Sustainability of newborn screening for sickle cell disease in resource-poor countries: A systematic review.

Sickle cell disease (SCD) is a worldwide genetic blood disorder. Roughly 400,000 babies are born with SCD each year worldwide. More than 75% of these births occur in sub-Saharan Africa. The establishment of sustainable newborn screening NBS programs is an excellent approach to improving the health of persons living with SCD. The need to set up such programs in Africa cannot be overemphasized. However, initial implementation does not guarantee sustainability. More than 500 children with sickle cell anaemia (SCA) die every day due to lack of access to early diagnosis and related treatment. We systematically highlighted suggestions proffered so far, for the sustainability of NBS in low income, high burden countries. We searched online databases, PubMed, and Google Scholar for literature on sustainability of newborn screening (NBS) published between 2012 and 2022. Articles were included if they reported as outcome; sustainability, government participation, scaling up and expansion of NBS, improved patient enrolment in the newborn screening programe. Articles not suggesting same were excluded. Data were extracted from published reports. Primary outcome was government participation and enhanced patient enrolment in the NBS programe. Thematic content analysis was applied using inductive and deductive codes. We came up with 9 major themes. This study is registered with PROSPERO with registration number as CRD42023381821. Literature search yielded 918 articles (including manual searching). After screening, nine (9) publications were suitable for data extraction and analysis. Two more articles were added by manual searching, making a total of eleven (11) articles.
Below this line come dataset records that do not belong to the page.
use std::sync::Arc;

use campus_core::model::QuizSettings;
use storage::repository::Storage;

use crate::Clock;
use crate::advisor::{Advisor, AdvisorConfig, AdvisorConfigError, ChatAdvisor, DisabledAdvisor};
use crate::error::AppServicesError;
use crate::gamification_service::GamificationService;
use crate::learning_service::LearningService;
use crate::progress_service::ProgressService;
use crate::quiz::QuizService;
use crate::recommendation_service::RecommendationService;
use crate::tutor_service::TutorService;

/// Build the advisor described by the environment, or a disabled one when
/// no API key is set.
///
/// # Errors
///
/// Returns `AdvisorConfigError` if the configured base URL is unusable.
pub fn advisor_from_env() -> Result<Arc<dyn Advisor>, AdvisorConfigError> {
    Ok(match AdvisorConfig::from_env()? {
        Some(config) => {
            tracing::info!(model = %config.model, base_url = %config.base_url, "advisor enabled");
            Arc::new(ChatAdvisor::new(config))
        }
        None => {
            tracing::info!("advisor disabled, canned fallbacks will be used");
            Arc::new(DisabledAdvisor)
        }
    })
}

/// Assembles app-facing services over one storage backend and one advisor.
#[derive(Clone)]
pub struct AppServices {
    progress: Arc<ProgressService>,
    gamification: Arc<GamificationService>,
    learning: Arc<LearningService>,
    quizzes: Arc<QuizService>,
    recommendations: Arc<RecommendationService>,
    tutor: Arc<TutorService>,
    advisor: Arc<dyn Advisor>,
}

impl AppServices {
    /// Build services backed by `SQLite` storage, with the advisor taken
    /// from the environment.
    ///
    /// # Errors
    ///
    /// Returns `AppServicesError` if storage initialization fails or the
    /// advisor configuration is invalid.
    pub async fn new_sqlite(db_url: &str, clock: Clock) -> Result<Self, AppServicesError> {
        let advisor = advisor_from_env()?;
        let storage = Storage::sqlite(db_url).await?;
        Ok(Self::from_storage(
            &storage,
            clock,
            QuizSettings::default(),
            advisor,
        ))
    }

    #[must_use]
    pub fn from_storage(
        storage: &Storage,
        clock: Clock,
        quiz_settings: QuizSettings,
        advisor: Arc<dyn Advisor>,
    ) -> Self {
        let progress = ProgressService::new(
            clock,
            Arc::clone(&storage.catalog),
            Arc::clone(&storage.progress),
            Arc::clone(&storage.quiz_attempts),
        );
        let gamification = GamificationService::new(
            clock,
            Arc::clone(&storage.catalog),
            Arc::clone(&storage.gamification),
            Arc::clone(&storage.badges),
        );
        let learning = LearningService::new(progress.clone(), gamification.clone());
        let quizzes = QuizService::new(
            clock,
            quiz_settings,
            Arc::clone(&storage.catalog),
            Arc::clone(&storage.quiz_attempts),
            progress.clone(),
            gamification.clone(),
            Arc::clone(&advisor),
        );
        let recommendations =
            RecommendationService::new(progress.clone(), gamification.clone(), Arc::clone(&advisor));

        Self {
            progress: Arc::new(progress),
            gamification: Arc::new(gamification),
            learning: Arc::new(learning),
            quizzes: Arc::new(quizzes),
            recommendations: Arc::new(recommendations),
            tutor: Arc::new(TutorService::new(Arc::clone(&advisor))),
            advisor,
        }
    }

    #[must_use]
    pub fn progress(&self) -> Arc<ProgressService> {
        Arc::clone(&self.progress)
    }

    #[must_use]
    pub fn gamification(&self) -> Arc<GamificationService> {
        Arc::clone(&self.gamification)
    }

    #[must_use]
    pub fn learning(&self) -> Arc<LearningService> {
        Arc::clone(&self.learning)
    }

    #[must_use]
    pub fn quizzes(&self) -> Arc<QuizService> {
        Arc::clone(&self.quizzes)
    }

    #[must_use]
    pub fn recommendations(&self) -> Arc<RecommendationService> {
        Arc::clone(&self.recommendations)
    }

    #[must_use]
    pub fn tutor(&self) -> Arc<TutorService> {
        Arc::clone(&self.tutor)
    }

    #[must_use]
    pub fn advisor_enabled(&self) -> bool {
        self.advisor.enabled()
    }
}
The most frequently addressed core elements of sustainability in these papers were complete integration of services into national health care systems for sustainability of NBS programs in Low-income high-burden countries, funding and engagement from government partners from the very beginning of program development should be prioritized. Screening should be tailored to the local context; using DBS on HemoTypeSC could be a game changer for scaling up and expanding the newborn screening program in Sub-Saharan Africa.